Outrun Change

We need to learn quickly to keep up with the massive change around us so we don't get run over. We need to outrun change.

News from Bakken oil patch

Rig in western North Dakota. Photographer was given tour of site resulting in many nice photos. “Oil Rig” by Lindsey G is licensed under CC BY 2.0

A few tidbits from western North Dakota:

  • More signs of a rebound
  • Amy Dalrymple joins staff of Bismarck Tribune
  • Dakota Access Pipeline begins commercial operations

6/3/17 – Star Tribune – North Dakota oil industry shows signs of a rebound – Drilling and employment is picking up in the North Dakota oil patch. Article illustrates this by telling the tale of several guys who have been out of work for a while but have been rehired.

Several analysts are quoted saying the industry is bouncing back.

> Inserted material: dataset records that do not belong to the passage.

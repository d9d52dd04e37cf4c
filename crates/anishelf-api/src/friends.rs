//! Friend requests and friend lists.
//!
//! | Method | Path | Notes |
//! |--------|------|-------|
//! | `POST`   | `/friends/request/:user_id` | Send, or accept the target's pending request |
//! | `POST`   | `/friends/request/:id/accept` | Addressee only |
//! | `POST`   | `/friends/request/:id/decline` | Addressee only |
//! | `DELETE` | `/friends/request/:id` | Requester only (cancel) |
//! | `DELETE` | `/friends/:user_id` | Unfriend |
//! | `GET`    | `/users/:username/friends` | Pending lists only for the owner |

use std::{collections::HashMap, sync::Arc};

use anishelf_core::{
  friend::{FriendRequest, FriendRequestId, FriendStatus, RequestAction, resolve_request},
  notification::{NewNotification, NotificationData},
  store::CatalogStore,
  user::{User, UserId, UserSummary},
};
use axum::{
  Json,
  extract::{Path, State},
  http::HeaderMap,
  response::Redirect,
};
use chrono::{DateTime, Utc};
use serde::{Deserialize, Serialize};

use crate::{
  error::ApiError,
  redirect_back,
  viewer::Viewer,
  watchlist::{friends_of, user_by_name},
};

const FRIENDS_PAGE: &str = "/friends";

async fn request_by_id<S: CatalogStore>(
  store: &S,
  id: FriendRequestId,
) -> Result<FriendRequest, ApiError> {
  store
    .get_friend_request(id)
    .await
    .map_err(ApiError::store)?
    .ok_or_else(|| ApiError::NotFound(format!("friend request {id} not found")))
}

// ─── Mutations ───────────────────────────────────────────────────────────────

/// `POST /friends/request/:user_id`
pub async fn request<S>(
  State(store): State<Arc<S>>,
  viewer: Viewer,
  headers: HeaderMap,
  Path(target_id): Path<UserId>,
) -> Result<Redirect, ApiError>
where
  S: CatalogStore,
{
  let actor = viewer.require()?;
  let target = store
    .get_user(target_id)
    .await
    .map_err(ApiError::store)?
    .ok_or_else(|| ApiError::NotFound(format!("user {target_id} not found")))?;

  let existing = store
    .find_friend_request_between(actor.user_id, target.user_id)
    .await
    .map_err(ApiError::store)?;

  match resolve_request(actor.user_id, target.user_id, existing.as_ref()) {
    RequestAction::Ignore => {}
    RequestAction::Accept(id) => {
      store
        .set_friend_request_status(id, FriendStatus::Accepted)
        .await
        .map_err(ApiError::store)?;
      tracing::debug!(request_id = id, "reciprocal friend request accepted");
    }
    RequestAction::Create => {
      store.add_friend_request(actor.user_id, target.user_id).await.map_err(ApiError::store)?;
      store
        .add_notification(NewNotification {
          user_id: target.user_id,
          data:    NotificationData::friend_request(actor),
        })
        .await
        .map_err(ApiError::store)?;
    }
  }

  Ok(redirect_back(&headers, FRIENDS_PAGE))
}

async fn answer<S>(
  store: &S,
  viewer: &Viewer,
  id: FriendRequestId,
  status: FriendStatus,
) -> Result<(), ApiError>
where
  S: CatalogStore,
{
  let user = viewer.require()?;
  let request = request_by_id(store, id).await?;
  if request.addressee_id != user.user_id {
    return Err(ApiError::Forbidden("only the addressee can answer a friend request".into()));
  }
  store.set_friend_request_status(id, status).await.map_err(ApiError::store)?;
  Ok(())
}

/// `POST /friends/request/:id/accept`
pub async fn accept<S>(
  State(store): State<Arc<S>>,
  viewer: Viewer,
  headers: HeaderMap,
  Path(id): Path<FriendRequestId>,
) -> Result<Redirect, ApiError>
where
  S: CatalogStore,
{
  answer(store.as_ref(), &viewer, id, FriendStatus::Accepted).await?;
  Ok(redirect_back(&headers, FRIENDS_PAGE))
}

/// `POST /friends/request/:id/decline`
pub async fn decline<S>(
  State(store): State<Arc<S>>,
  viewer: Viewer,
  headers: HeaderMap,
  Path(id): Path<FriendRequestId>,
) -> Result<Redirect, ApiError>
where
  S: CatalogStore,
{
  answer(store.as_ref(), &viewer, id, FriendStatus::Declined).await?;
  Ok(redirect_back(&headers, FRIENDS_PAGE))
}

/// `DELETE /friends/request/:id`
pub async fn cancel<S>(
  State(store): State<Arc<S>>,
  viewer: Viewer,
  headers: HeaderMap,
  Path(id): Path<FriendRequestId>,
) -> Result<Redirect, ApiError>
where
  S: CatalogStore,
{
  let user = viewer.require()?;
  let request = request_by_id(store.as_ref(), id).await?;
  if request.requester_id != user.user_id {
    return Err(ApiError::Forbidden("only the requester can cancel a friend request".into()));
  }
  store.delete_friend_request(id).await.map_err(ApiError::store)?;
  Ok(redirect_back(&headers, FRIENDS_PAGE))
}

/// `DELETE /friends/:user_id`
pub async fn remove<S>(
  State(store): State<Arc<S>>,
  viewer: Viewer,
  headers: HeaderMap,
  Path(other_id): Path<UserId>,
) -> Result<Redirect, ApiError>
where
  S: CatalogStore,
{
  let user = viewer.require()?;
  let existing = store
    .find_friend_request_between(user.user_id, other_id)
    .await
    .map_err(ApiError::store)?;

  if let Some(friendship) = existing.filter(|r| r.status == FriendStatus::Accepted) {
    store.delete_friend_request(friendship.request_id).await.map_err(ApiError::store)?;
  }
  Ok(redirect_back(&headers, FRIENDS_PAGE))
}

// ─── Friend list ─────────────────────────────────────────────────────────────

#[derive(Debug, Serialize, Deserialize)]
pub struct PendingView {
  pub id:         FriendRequestId,
  pub user:       UserSummary,
  pub created_at: DateTime<Utc>,
}

#[derive(Debug, Serialize, Deserialize)]
pub struct FriendsPage {
  pub username: String,
  pub is_owner: bool,
  pub friends:  Vec<UserSummary>,
  pub incoming: Vec<PendingView>,
  pub outgoing: Vec<PendingView>,
}

/// `GET /users/:username/friends`
pub async fn show<S>(
  State(store): State<Arc<S>>,
  viewer: Viewer,
  Path(username): Path<String>,
) -> Result<Json<FriendsPage>, ApiError>
where
  S: CatalogStore,
{
  let owner = user_by_name(store.as_ref(), &username).await?;
  let friends = friends_of(store.as_ref(), owner.user_id).await?;
  let is_owner = viewer.user().is_some_and(|v| v.user_id == owner.user_id);

  let (mut incoming, mut outgoing) = (Vec::new(), Vec::new());
  if is_owner {
    let pending = store
      .friend_requests_for(owner.user_id, Some(FriendStatus::Pending))
      .await
      .map_err(ApiError::store)?;
    let ids: Vec<UserId> = pending.iter().map(|r| r.counterpart(owner.user_id)).collect();
    let users: HashMap<UserId, User> = store
      .get_users(ids)
      .await
      .map_err(ApiError::store)?
      .into_iter()
      .map(|u| (u.user_id, u))
      .collect();

    for request in pending {
      let Some(other) = users.get(&request.counterpart(owner.user_id)) else {
        continue;
      };
      let view = PendingView {
        id:         request.request_id,
        user:       other.summary(),
        created_at: request.created_at,
      };
      if request.addressee_id == owner.user_id {
        incoming.push(view);
      } else {
        outgoing.push(view);
      }
    }
  }

  Ok(Json(FriendsPage {
    username: owner.username.clone(),
    is_owner,
    friends: friends.iter().map(User::summary).collect(),
    incoming,
    outgoing,
  }))
}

Interesting stats in the article:

  • An oil rig is 13 stories tall, weighs 275 tons, and costs somewhere between $50,000 and $70,000 per day to operate.
  • Rig count: 51 now, 218 at high point in December 2012, 27 at low point in May 2016.
  • Oilfield employment in the state is 16,400 in April 2017, which is up 10% over same month in 2016.
  • Online postings for open jobs were at the highest in April over the last year and are up 94% from prior year. A trade group representative says there are likely 1,000 open oil jobs in western North Dakota.
  • Total production in Bakken is down 1.5% in the last 12 months. Meanwhile production in the Permian basin is up 25% in the last year.

Efficiency drivers:

  • Six wells on one pad is common now; two on a pad was rare early in the boom.
  • Time to drill a well to total depth is between 13 and 18 days now compared to 43 days a decade ago.
  • Each rig in operation is generating 38% more oil in the last year. Yeah, I double checked the comment – that is the increased productivity in one year.

6/1/17 – Bismarck Tribune – Dalrymple joins Tribune staff – Amy Dalrymple is a reporter/writer in North Dakota who has been freelancing and selling her articles to multiple papers in North Dakota. She is prolific in her writing. I have only a vague idea of how much time it would take to write a serious article of sellable quality. She posts a huge number of articles.

There is a small handful of writers whose work I will read merely because they have the byline – Ms. Dalrymple is one of those. If you have interest in North Dakota, Bakken, or oil, you really ought to keep an eye out for her writing.

I am amazed at her production level.

Congratulations to her on joining the staff of the Bismarck Tribune.

“Rig” by Lindsey G is licensed under CC BY 2.0

6/2/17 – Williston Herald – Oil Flowing through Dakota Access pipeline – Testing is complete.

Oh, about that “leak” you heard about in DAPL. It occurred during pressure testing, to make sure the pipeline could handle more than the planned pressure. There was a containment crew on hand to clean up the leak.

Also, had you hear about the massive size of the leak? Yeah, neither had I.

It was twenty gallons. Not 20 barrels. Twenty gallons. Less than half a barrel.

The pipeline owner announced the pipeline is fully operational.

There are six terminals in the Bakken area and several mid-stream companies have tie-ins to the pipeline so they can feed directly.

Lynn Helms estimates that producers will be able to save anywhere from $2 up to $7 a barrel in shipping costs with the pipeline open.

6/1/17 – Star Tribune – $3.8 billion Dakota Access oil pipeline begins service – Pipeline has begun commercial service.

Commitments are in place for shipping 520K barrels daily. A DOT-111 tank car can carry 34,500 gallons. At 42 gallons to a barrel of oil, that would be 821 barrels per tank car.

That means 520,000 barrels of oil would fill up 633 tankers.

At typical load of 100 cars per unit shipment, that means there are 7 long loads of oil cars that won’t be rolling across the prairies. Every day.

That mean the risks of oil spills just dropped dramatically.